===== THE INPUT
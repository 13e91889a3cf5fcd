use std::path::Path;

use schedario_core::{PageSource, RawPage, SourceError, VolumeId};

/// Page separator written by `pdftotext` and most OCR exports.
pub const FORM_FEED: char = '\u{000C}';

/// Reads a volume from plain text with one form feed between pages.
///
/// The text carries no layout, so each page becomes a single unpositioned
/// fragment.
#[derive(Debug, Clone)]
pub struct TextPageSource {
    first_page: usize,
}

impl Default for TextPageSource {
    fn default() -> Self {
        Self { first_page: 1 }
    }
}

impl TextPageSource {
    pub fn new() -> Self {
        Self::default()
    }

    /// Pages before `page` (1-based) are front matter and are dropped.
    pub fn with_first_page(mut self, page: usize) -> Self {
        self.first_page = page.max(1);
        self
    }

    /// Split already-loaded text into pages.
    pub fn split_pages(&self, text: &str, volume: VolumeId) -> Vec<RawPage> {
        // A trailing form feed closes the last page rather than opening a new one.
        let text = text.strip_suffix(FORM_FEED).unwrap_or(text);
        text.split(FORM_FEED)
            .enumerate()
            .map(|(i, page)| (i + 1, page))
            .filter(|(number, _)| *number >= self.first_page)
            .map(|(number, page)| RawPage::from_text(volume, number, page))
            .collect()
    }
}

impl PageSource for TextPageSource {
    fn pages(&self, path: &Path, volume: VolumeId) -> Result<Vec<RawPage>, SourceError> {
        let text = std::fs::read_to_string(path)?;
        Ok(self.split_pages(&text, volume))
    }
}
use std::collections::BTreeMap;
use std::io::Write;
use std::path::Path;

use schedario_core::{CanonicalMapping, Diagnostics, DiagnosticSummary, Entry};
use serde::Serialize;
use tracing::info;

use crate::ReportError;

/// Shape of the persisted mapping.
#[derive(Debug, Clone, Copy, Default, PartialEq, Eq)]
pub enum ExportFormat {
    /// `{"headword": "definition" | "v. target"}`
    #[default]
    Flat,
    /// Every entry field, keyed by headword.
    Detailed,
}

/// Serialize the mapping. Keys come out in lexicographic order and the
/// document ends with a newline, so two runs over the same input produce
/// byte-identical files.
pub fn export_json(mapping: &CanonicalMapping, format: ExportFormat) -> Result<String, ReportError> {
    let mut out = match format {
        ExportFormat::Flat => serde_json::to_string_pretty(&mapping.to_flat())?,
        ExportFormat::Detailed => serde_json::to_string_pretty(mapping)?,
    };
    out.push('\n');
    Ok(out)
}

/// Write the mapping to `path`, replacing any existing file.
pub fn write_mapping(
    mapping: &CanonicalMapping,
    format: ExportFormat,
    path: &Path,
) -> Result<(), ReportError> {
    let content = export_json(mapping, format)?;
    let mut file = std::fs::File::create(path)?;
    file.write_all(content.as_bytes())?;
    info!(path = %path.display(), headwords = mapping.len(), "wrote mapping");
    Ok(())
}

/// Load a persisted mapping back into its flat form.
///
/// Accepts both export formats: detailed entries are rendered the same way
/// the flat export renders them.
pub fn read_flat_mapping(path: &Path) -> Result<BTreeMap<String, String>, ReportError> {
    let content = std::fs::read_to_string(path)?;
    parse_flat_mapping(&content)
}

pub fn parse_flat_mapping(content: &str) -> Result<BTreeMap<String, String>, ReportError> {
    let raw: BTreeMap<String, serde_json::Value> = serde_json::from_str(content)?;
    raw.into_iter()
        .map(|(headword, value)| {
            let rendered = match value {
                serde_json::Value::String(s) => s,
                other => serde_json::from_value::<Entry>(other)?.rendered(),
            };
            Ok::<_, ReportError>((headword, rendered))
        })
        .collect()
}

#[derive(Serialize)]
struct DiagnosticsReport<'a> {
    summary: DiagnosticSummary,
    diagnostics: &'a Diagnostics,
}

/// Serialize the run's diagnostics with their per-kind counts.
pub fn export_diagnostics(diagnostics: &Diagnostics) -> Result<String, ReportError> {
    let report = DiagnosticsReport {
        summary: diagnostics.summary(),
        diagnostics,
    };
    let mut out = serde_json::to_string_pretty(&report)?;
    out.push('\n');
    Ok(out)
}

pub fn write_diagnostics(diagnostics: &Diagnostics, path: &Path) -> Result<(), ReportError> {
    std::fs::write(path, export_diagnostics(diagnostics)?)?;
    Ok(())
}
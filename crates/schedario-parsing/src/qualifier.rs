//! Grammatical qualifiers opening a definition (`m.`, `agg.`, `dim. di`).

use std::collections::HashMap;

use once_cell::sync::Lazy;
use regex::Regex;
use schedario_core::TextRun;

/// Abbreviations as printed in the volumes' key, written without their
/// final dot. Where the key lists several readings only the first is kept;
/// `avv` is resolved against the headword in [`QualifierTable::expand`].
const ABBREVIATIONS: &[(&str, &str)] = &[
    ("abbr", "abbreviazione"),
    ("accr", "accrescitivo"),
    ("af", "aferesi"),
    ("agg", "aggettivo"),
    ("alt", "alterazione"),
    ("ant", "antico"),
    ("ap", "apocope"),
    ("artt", "preposizione articolata"),
    ("aus", "verbo ausiliare"),
    ("avv", "avverbio"),
    ("c", "complemento"),
    ("card", "aggettivo numerale cardinale"),
    ("cond", "condizionale"),
    ("cong", "congiunzione"),
    ("congiunt", "congiuntivo"),
    ("contr", "contrazione"),
    ("corr", "correttamente"),
    ("det", "articolo determinativo"),
    ("dim", "diminuitivo"),
    ("distr", "aggettivo numerale distributivo"),
    ("ecc", "eccetera"),
    ("eccl", "ecclesiastico"),
    ("el", "elisione"),
    ("ep", "epentesi"),
    ("es", "esempio"),
    ("escl", "esclamazione"),
    ("f", "sostantivo femminile"),
    ("fig", "figuratamente"),
    ("fr", "francese"),
    ("fraz", "aggettivo numerale frazionario"),
    ("freq", "frequente"),
    ("fut", "futuro"),
    ("ger", "gerundio"),
    ("giapp", "giapponese"),
    ("gr", "greco"),
    ("impf", "imperfetto"),
    ("impt", "imperativo"),
    ("imprt", "imperativo"),
    ("ind", "indicativo"),
    ("indef", "aggettivo e/o pronome indefinito"),
    ("indet", "articolo indeterminativo"),
    ("inf", "infantile"),
    ("ingl", "inglese"),
    ("int", "interiezione"),
    ("inter", "interiezione"),
    ("interr", "aggettivo e/o pronome interrogativo"),
    ("intr", "verbo intransitivo"),
    ("ir", "ironico"),
    ("it", "italianizzazione"),
    ("l", "lettura"),
    ("lat", "latino"),
    ("m", "sostantivo maschile"),
    ("nap", "napoletano-e"),
    ("neg", "negazione"),
    ("neol", "neologismo"),
    ("onom", "onomatopea"),
    ("ord", "aggettivo numerale ordinale"),
    ("p", "passato"),
    ("part", "participio"),
    ("pl", "plurale"),
    ("poss", "aggettivo e/o pronome possessivo"),
    ("pr", "proverbio"),
    ("prep", "preposizione"),
    ("pres", "presente"),
    ("pron", "pronome"),
    ("prop", "nome proprio"),
    ("prov", "provenzale"),
    ("raff", "rafforzativo"),
    ("rem", "passato remoto"),
    ("rifl", "verbo riflessivo"),
    ("s", "singolare"),
    ("sec", "secolo"),
    ("sinc", "sincope"),
    ("sinon", "sinonimo"),
    ("sp", "spagnolo"),
    ("spr", "spregiativo"),
    ("sup", "superlativo"),
    ("ted", "tedesco"),
    ("tr", "verbo transitivo"),
    ("tronc", "troncamento"),
    ("v", "vedere"),
    ("vezz", "vezzeggiativo"),
    ("voc", "vocativo"),
    // Combinations used in the body but missing from the key.
    ("n. pr", "nome proprio"),
    ("intr. pron", "verbo intransitivo pronominale"),
    ("intr. pr", "verbo intransitivo pronominale"),
    ("rifl. intr", "verbo intransitivo riflessivo"),
    ("intr. rifl", "verbo intransitivo riflessivo"),
    ("m. pl", "sostantivo maschile plurale"),
    ("m. inv", "sostantivo maschile invariabile"),
    ("pl. m", "sostantivo maschile plurale"),
    ("f. pl", "sostantivo femminile plurale"),
    ("pl. f", "sostantivo femminile plurale"),
    ("agg. f", "aggettivo femminile"),
    ("det. pl", "articolo determinativo plurale"),
    ("f. s. e pl", "sostantivo femminile singolare e plurale"),
    ("f. e agg", "sostantivo femminile e aggettivo"),
    ("m. e f", "sostantivo maschile e femminile"),
    ("pl. m. e f", "sostantivo plurale maschile e femminile"),
    ("m. e agg", "sostantivo maschile e aggettivo"),
    ("agg. e m", "sostantivo maschile e aggettivo"),
    ("m. e f. e agg", "sostantivo maschile e femminile e aggettivo"),
    ("m.-f. e agg", "sostantivo maschile e femminile e aggettivo"),
    ("m. e agg. e part", "sostantivo maschile e aggettivo e participio"),
    ("prep. e avv", "preposizione e avverbio"),
    ("agg. e part", "aggettivo e participio"),
    ("tr. e intr", "verbo transitivo e intransitivo"),
    ("tronc. e voc", "troncamento e vocativo"),
];

/// Qualifiers spelled out in full, so not followed by a dot.
const WORD_QUALIFIERS: &[(&str, &str)] = &[
    ("aferesi", "aferesi"),
    ("deformazione", "deformazione"),
    ("assimilazione", "assimilazione"),
    ("antica forma", "antica forma"),
    ("escl. d’impazienza", "esclamazione d’impazienza"),
    ("da", "da"),
];

/// Marks a derivative of the word that follows, without a qualifier.
const DERIVATIVE_OF: &str = "da";

/// An italic run this long is prose, not a qualifier.
const MAX_QUALIFIER_CHARS: usize = 20;

static DEFAULT_TABLE: Lazy<QualifierTable> = Lazy::new(|| QualifierTable::with_extra(&[]).unwrap());

/// `"intr. pron"` → `intr\.\s*pron`: spacing inside a combined
/// abbreviation varies from page to page.
fn key_pattern(key: &str) -> String {
    key.split_whitespace()
        .map(regex::escape)
        .collect::<Vec<_>>()
        .join(r"\s*")
        .replace(r"\.", r"\.\s*")
}

fn alternation(keys: &mut Vec<&str>) -> String {
    // Longest first, so "m. pl" wins over "m".
    keys.sort_by(|a, b| b.len().cmp(&a.len()).then(a.cmp(b)));
    keys.dedup();
    keys.iter()
        .map(|k| key_pattern(k))
        .collect::<Vec<_>>()
        .join("|")
}

/// What a leading qualifier says about an entry.
#[derive(Debug, Clone, PartialEq, Eq, Default)]
pub struct Qualifier {
    /// Expanded qualifier, e.g. "sostantivo maschile".
    pub expansion: Option<String>,
    /// Base word when the definition is just "dim. di casa.".
    pub derived_from: Option<String>,
}

/// Abbreviation → expansion lookup with a compiled matcher.
#[derive(Debug, Clone)]
pub struct QualifierTable {
    matcher: Regex,
    /// A whole italic run holding one key, optionally followed by `di`.
    exact: Regex,
    expansions: HashMap<String, String>,
}

impl Default for QualifierTable {
    fn default() -> Self {
        DEFAULT_TABLE.clone()
    }
}

impl QualifierTable {
    /// The built-in table plus `extra` abbreviations (given with or without
    /// their final dot).
    pub fn with_extra(extra: &[(String, String)]) -> Result<Self, regex::Error> {
        let mut expansions: HashMap<String, String> = HashMap::new();
        let mut dotted: Vec<&str> = Vec::new();
        for (key, expansion) in ABBREVIATIONS {
            expansions.insert(key.to_string(), expansion.to_string());
            dotted.push(key);
        }
        for (key, expansion) in extra {
            let key = key.trim().trim_end_matches('.');
            expansions.insert(key.to_string(), expansion.clone());
            dotted.push(key);
        }
        let mut words: Vec<&str> = Vec::new();
        for (key, expansion) in WORD_QUALIFIERS {
            expansions.insert(key.to_string(), expansion.to_string());
            words.push(key);
        }

        let pattern = format!(
            r"^(?:(?P<word>{})\b(?P<di3>\s+di\b)?|(?P<abbr>{})(?:\s*\.(?P<di1>\s*di\b)?|\s+(?P<di2>di)\b))",
            alternation(&mut words),
            alternation(&mut dotted),
        );
        let mut all: Vec<&str> = words.iter().chain(dotted.iter()).copied().collect();
        let exact = format!(
            r"^(?P<key>{})(?P<di>\s*\.\s*di|\s+di)?$",
            alternation(&mut all)
        );
        Ok(Self {
            matcher: Regex::new(&pattern)?,
            exact: Regex::new(&exact)?,
            expansions,
        })
    }

    /// Expansion of one abbreviation. `avv` reads "locuzione avverbiale"
    /// for multi-word headwords.
    pub fn expand(&self, abbreviation: &str, headword: &str) -> Option<String> {
        let key = abbreviation.split_whitespace().collect::<Vec<_>>().join(" ");
        if key == "avv" && headword.contains(' ') {
            return Some("locuzione avverbiale".to_string());
        }
        self.expansions
            .get(&key)
            .or_else(|| self.expansions.get(&key.replace(". ", ".")))
            .cloned()
    }

    /// Read the qualifier opening `definition`, if there is one.
    ///
    /// Without typography a leading "da" cannot be told apart from the
    /// preposition, so it never reads as a derivative here; see
    /// [`QualifierTable::parse_styled`].
    pub fn parse(&self, definition: &str, headword: &str) -> Option<Qualifier> {
        let caps = self.matcher.captures(definition.trim_start())?;
        let (key, derivative) = match (caps.name("abbr"), caps.name("word")) {
            (Some(abbr), _) => (abbr.as_str(), caps.name("di1").or(caps.name("di2")).is_some()),
            (None, Some(word)) => (word.as_str(), caps.name("di3").is_some()),
            (None, None) => return None,
        };
        let rest = &definition.trim_start()[caps.get(0)?.end()..];

        if key == DERIVATIVE_OF {
            return None;
        }

        Some(Qualifier {
            expansion: self.expand(&key_spacing(key), headword),
            derived_from: if derivative { bare_word(rest) } else { None },
        })
    }

    /// Read the qualifier of a styled definition.
    ///
    /// The qualifier is the opening italic run. A derivative ("dim. di",
    /// "da") names its base word as the only other run with letters in it,
    /// set in bold.
    pub fn parse_styled(&self, runs: &[TextRun], headword: &str) -> Option<Qualifier> {
        let mut visible = runs.iter().filter(|r| !r.is_blank());
        let first = visible.next()?;
        let label = first.text.trim();
        if !first.italic || label.chars().count() >= MAX_QUALIFIER_CHARS {
            return None;
        }
        let caps = self.exact.captures(label.trim_matches([' ', '.']))?;
        let key = caps.name("key")?.as_str();
        let derivative = key == DERIVATIVE_OF || caps.name("di").is_some();

        let mut worded = visible.filter(|r| has_letter(&r.text));
        let base = match (worded.next(), worded.next()) {
            (Some(run), None) if derivative && run.bold => bare_word(&run.text),
            _ => None,
        };

        if key == DERIVATIVE_OF {
            return base.map(|b| Qualifier {
                expansion: None,
                derived_from: Some(b),
            });
        }
        Some(Qualifier {
            expansion: self.expand(&key_spacing(key), headword),
            derived_from: base,
        })
    }
}

/// Canonical spacing of a matched key: `"intr.pron"` → `"intr. pron"`.
fn key_spacing(matched: &str) -> String {
    static DOT_WORD: Lazy<Regex> = Lazy::new(|| Regex::new(r"\.\s*(\w)").unwrap());
    let collapsed = matched.split_whitespace().collect::<Vec<_>>().join(" ");
    DOT_WORD.replace_all(&collapsed, ". $1").into_owned()
}

fn has_letter(text: &str) -> bool {
    text.chars().any(char::is_alphabetic)
}

/// The text is a single word, optionally closed by a dot: `" casa."`.
fn bare_word(text: &str) -> Option<String> {
    static BARE: Lazy<Regex> = Lazy::new(|| Regex::new(r"^\s*([\p{L}’'\-]+)\s*\.?\s*$").unwrap());
    BARE.captures(text).map(|c| c[1].to_lowercase())
}

/// Shorthand for [`QualifierTable::parse`] with the built-in table.
pub fn parse_qualifier(definition: &str, headword: &str) -> Option<Qualifier> {
    DEFAULT_TABLE.parse(definition, headword)
}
==========
EXERCISE OBJECTIVE | What the answer needs is every line from the data above with "headwords" in it.

SOLUTION BELOW |
    info!(path = %path.display(), headwords = mapping.len(), "wrote mapping");
    /// for multi-word headwords.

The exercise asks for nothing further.